* _What is required_
Word for word, restate the records that come after this.

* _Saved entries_
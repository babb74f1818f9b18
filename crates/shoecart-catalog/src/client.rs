//! # Catalog HTTP Client
//!
//! reqwest implementation of [`CatalogApi`].
//!
//! ## Status Mapping
//! ```text
//! 2xx + valid JSON   → Ok(..)
//! 2xx + bad JSON     → CatalogError::Response
//! 404                → CatalogError::NotFound
//! other non-2xx      → CatalogError::Status
//! no answer in time  → CatalogError::Timeout
//! connect/IO error   → CatalogError::Request
//! ```

use async_trait::async_trait;
use reqwest::{StatusCode, Url};
use serde::de::DeserializeOwned;
use shoecart_core::{ProductDetails, ProductId, Stock};
use std::time::Duration;
use tracing::{debug, instrument, warn};

use crate::api::CatalogApi;
use crate::error::{CatalogError, CatalogResult};
use crate::types::ProductResponse;

/// Default base URL of the development stock service.
pub const DEFAULT_BASE_URL: &str = "http://localhost:3333";

/// Default per-request timeout.
pub const DEFAULT_TIMEOUT: Duration = Duration::from_secs(10);

// =============================================================================
// Configuration
// =============================================================================

/// Where the stock service lives and how long to wait for it.
#[derive(Debug, Clone)]
pub struct CatalogConfig {
    pub base_url: String,
    pub timeout: Duration,
}

impl CatalogConfig {
    pub fn new(base_url: impl Into<String>) -> Self {
        CatalogConfig {
            base_url: base_url.into(),
            timeout: DEFAULT_TIMEOUT,
        }
    }

    /// Sets the per-request timeout.
    pub fn timeout(mut self, timeout: Duration) -> Self {
        self.timeout = timeout;
        self
    }
}

impl Default for CatalogConfig {
    fn default() -> Self {
        CatalogConfig::new(DEFAULT_BASE_URL)
    }
}

// =============================================================================
// Client
// =============================================================================

/// HTTP client for the stock service.
#[derive(Debug, Clone)]
pub struct CatalogClient {
    http: reqwest::Client,
    base_url: Url,
}

impl CatalogClient {
    /// Builds a client. Fails if the base URL doesn't parse.
    pub fn new(config: CatalogConfig) -> CatalogResult<Self> {
        let base_url = normalize_base_url(&config.base_url)?;

        let http = reqwest::Client::builder()
            .timeout(config.timeout)
            .build()
            .map_err(|e| CatalogError::Client(e.to_string()))?;

        Ok(CatalogClient { http, base_url })
    }

    /// The normalized base URL (always ends in `/`).
    pub fn base_url(&self) -> &Url {
        &self.base_url
    }

    fn endpoint(&self, path: &str) -> CatalogResult<Url> {
        self.base_url
            .join(path)
            .map_err(|e| CatalogError::InvalidUrl(e.to_string()))
    }

    async fn get_json<T: DeserializeOwned>(
        &self,
        url: Url,
        resource: &'static str,
        id: ProductId,
    ) -> CatalogResult<T> {
        let response = self.http.get(url.clone()).send().await.map_err(|e| {
            warn!(url = %url, error = %e, "Catalog request failed");
            CatalogError::from(e)
        })?;

        let status = response.status();
        if status == StatusCode::NOT_FOUND {
            return Err(CatalogError::NotFound {
                resource,
                id: id.get(),
            });
        }
        if !status.is_success() {
            warn!(url = %url, status = status.as_u16(), "Catalog returned error status");
            return Err(CatalogError::Status {
                status: status.as_u16(),
                url: url.to_string(),
            });
        }

        let body = response.text().await.map_err(CatalogError::from)?;
        serde_json::from_str(&body).map_err(|e| CatalogError::Response(e.to_string()))
    }
}

#[async_trait]
impl CatalogApi for CatalogClient {
    #[instrument(skip(self), fields(product_id = %id))]
    async fn stock(&self, id: ProductId) -> CatalogResult<Stock> {
        let url = self.endpoint(&format!("stock/{}", id))?;
        let stock: Stock = self.get_json(url, "stock", id).await?;

        debug!(amount = stock.amount, "Fetched stock");
        Ok(stock)
    }

    #[instrument(skip(self), fields(product_id = %id))]
    async fn product(&self, id: ProductId) -> CatalogResult<ProductDetails> {
        let url = self.endpoint(&format!("products/{}", id))?;
        let response: ProductResponse = self.get_json(url, "product", id).await?;

        if let Some(echoed) = response.id {
            if echoed != id {
                warn!(echoed = %echoed, "Product response id differs from request");
            }
        }

        Ok(response.into_details(id))
    }
}

/// Parses `base` and makes sure relative joins append to its path.
fn normalize_base_url(base: &str) -> CatalogResult<Url> {
    let trimmed = base.trim();
    let with_slash = if trimmed.ends_with('/') {
        trimmed.to_string()
    } else {
        format!("{}/", trimmed)
    };

    let url = Url::parse(&with_slash).map_err(|e| CatalogError::InvalidUrl(format!("{}: {}", base, e)))?;
    match url.scheme() {
        "http" | "https" => Ok(url),
        other => Err(CatalogError::InvalidUrl(format!(
            "unsupported scheme '{}'",
            other
        ))),
    }
}

// =============================================================================
// Unit Tests
// =============================================================================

* _Output for this task_
repository babb74f1818f9b18
filename crates/shoecart-catalog/src/client.rs
//! # Catalog HTTP Client
//!
//! reqwest implementation of [`CatalogApi`].
//!
//! ## Status Mapping
//! ```text
//! 2xx + valid JSON   → Ok(..)
//! 2xx + bad JSON     → CatalogError::Response
//! 404                → CatalogError::NotFound
//! other non-2xx      → CatalogError::Status
//! no answer in time  → CatalogError::Timeout
//! connect/IO error   → CatalogError::Request
//! ```

use async_trait::async_trait;
use reqwest::{StatusCode, Url};
use serde::de::DeserializeOwned;
use shoecart_core::{ProductDetails, ProductId, Stock};
use std::time::Duration;
use tracing::{debug, instrument, warn};

use crate::api::CatalogApi;
use crate::error::{CatalogError, CatalogResult};
use crate::types::ProductResponse;

/// Default base URL of the development stock service.
pub const DEFAULT_BASE_URL: &str = "http://localhost:3333";

/// Default per-request timeout.
pub const DEFAULT_TIMEOUT: Duration = Duration::from_secs(10);

// =============================================================================
// Configuration
// =============================================================================

/// Where the stock service lives and how long to wait for it.
#[derive(Debug, Clone)]
pub struct CatalogConfig {
    pub base_url: String,
    pub timeout: Duration,
}

impl CatalogConfig {
    pub fn new(base_url: impl Into<String>) -> Self {
        CatalogConfig {
            base_url: base_url.into(),
            timeout: DEFAULT_TIMEOUT,
        }
    }

    /// Sets the per-request timeout.
    pub fn timeout(mut self, timeout: Duration) -> Self {
        self.timeout = timeout;
        self
    }
}

impl Default for CatalogConfig {
    fn default() -> Self {
        CatalogConfig::new(DEFAULT_BASE_URL)
    }
}

// =============================================================================
// Client
// =============================================================================

/// HTTP client for the stock service.
#[derive(Debug, Clone)]
pub struct CatalogClient {
    http: reqwest::Client,
    base_url: Url,
}

impl CatalogClient {
    /// Builds a client. Fails if the base URL doesn't parse.
    pub fn new(config: CatalogConfig) -> CatalogResult<Self> {
        let base_url = normalize_base_url(&config.base_url)?;

        let http = reqwest::Client::builder()
            .timeout(config.timeout)
            .build()
            .map_err(|e| CatalogError::Client(e.to_string()))?;

        Ok(CatalogClient { http, base_url })
    }

    /// The normalized base URL (always ends in `/`).
    pub fn base_url(&self) -> &Url {
        &self.base_url
    }

    fn endpoint(&self, path: &str) -> CatalogResult<Url> {
        self.base_url
            .join(path)
            .map_err(|e| CatalogError::InvalidUrl(e.to_string()))
    }

    async fn get_json<T: DeserializeOwned>(
        &self,
        url: Url,
        resource: &'static str,
        id: ProductId,
    ) -> CatalogResult<T> {
        let response = self.http.get(url.clone()).send().await.map_err(|e| {
            warn!(url = %url, error = %e, "Catalog request failed");
            CatalogError::from(e)
        })?;

        let status = response.status();
        if status == StatusCode::NOT_FOUND {
            return Err(CatalogError::NotFound {
                resource,
                id: id.get(),
            });
        }
        if !status.is_success() {
            warn!(url = %url, status = status.as_u16(), "Catalog returned error status");
            return Err(CatalogError::Status {
                status: status.as_u16(),
                url: url.to_string(),
            });
        }

        let body = response.text().await.map_err(CatalogError::from)?;
        serde_json::from_str(&body).map_err(|e| CatalogError::Response(e.to_string()))
    }
}

#[async_trait]
impl CatalogApi for CatalogClient {
    #[instrument(skip(self), fields(product_id = %id))]
    async fn stock(&self, id: ProductId) -> CatalogResult<Stock> {
        let url = self.endpoint(&format!("stock/{}", id))?;
        let stock: Stock = self.get_json(url, "stock", id).await?;

        debug!(amount = stock.amount, "Fetched stock");
        Ok(stock)
    }

    #[instrument(skip(self), fields(product_id = %id))]
    async fn product(&self, id: ProductId) -> CatalogResult<ProductDetails> {
        let url = self.endpoint(&format!("products/{}", id))?;
        let response: ProductResponse = self.get_json(url, "product", id).await?;

        if let Some(echoed) = response.id {
            if echoed != id {
                warn!(echoed = %echoed, "Product response id differs from request");
            }
        }

        Ok(response.into_details(id))
    }
}

/// Parses `base` and makes sure relative joins append to its path.
fn normalize_base_url(base: &str) -> CatalogResult<Url> {
    let trimmed = base.trim();
    let with_slash = if trimmed.ends_with('/') {
        trimmed.to_string()
    } else {
        format!("{}/", trimmed)
    };

    let url = Url::parse(&with_slash).map_err(|e| CatalogError::InvalidUrl(format!("{}: {}", base, e)))?;
    match url.scheme() {
        "http" | "https" => Ok(url),
        other => Err(CatalogError::InvalidUrl(format!(
            "unsupported scheme '{}'",
            other
        ))),
    }
}

// =============================================================================
// Unit Tests
// =============================================================================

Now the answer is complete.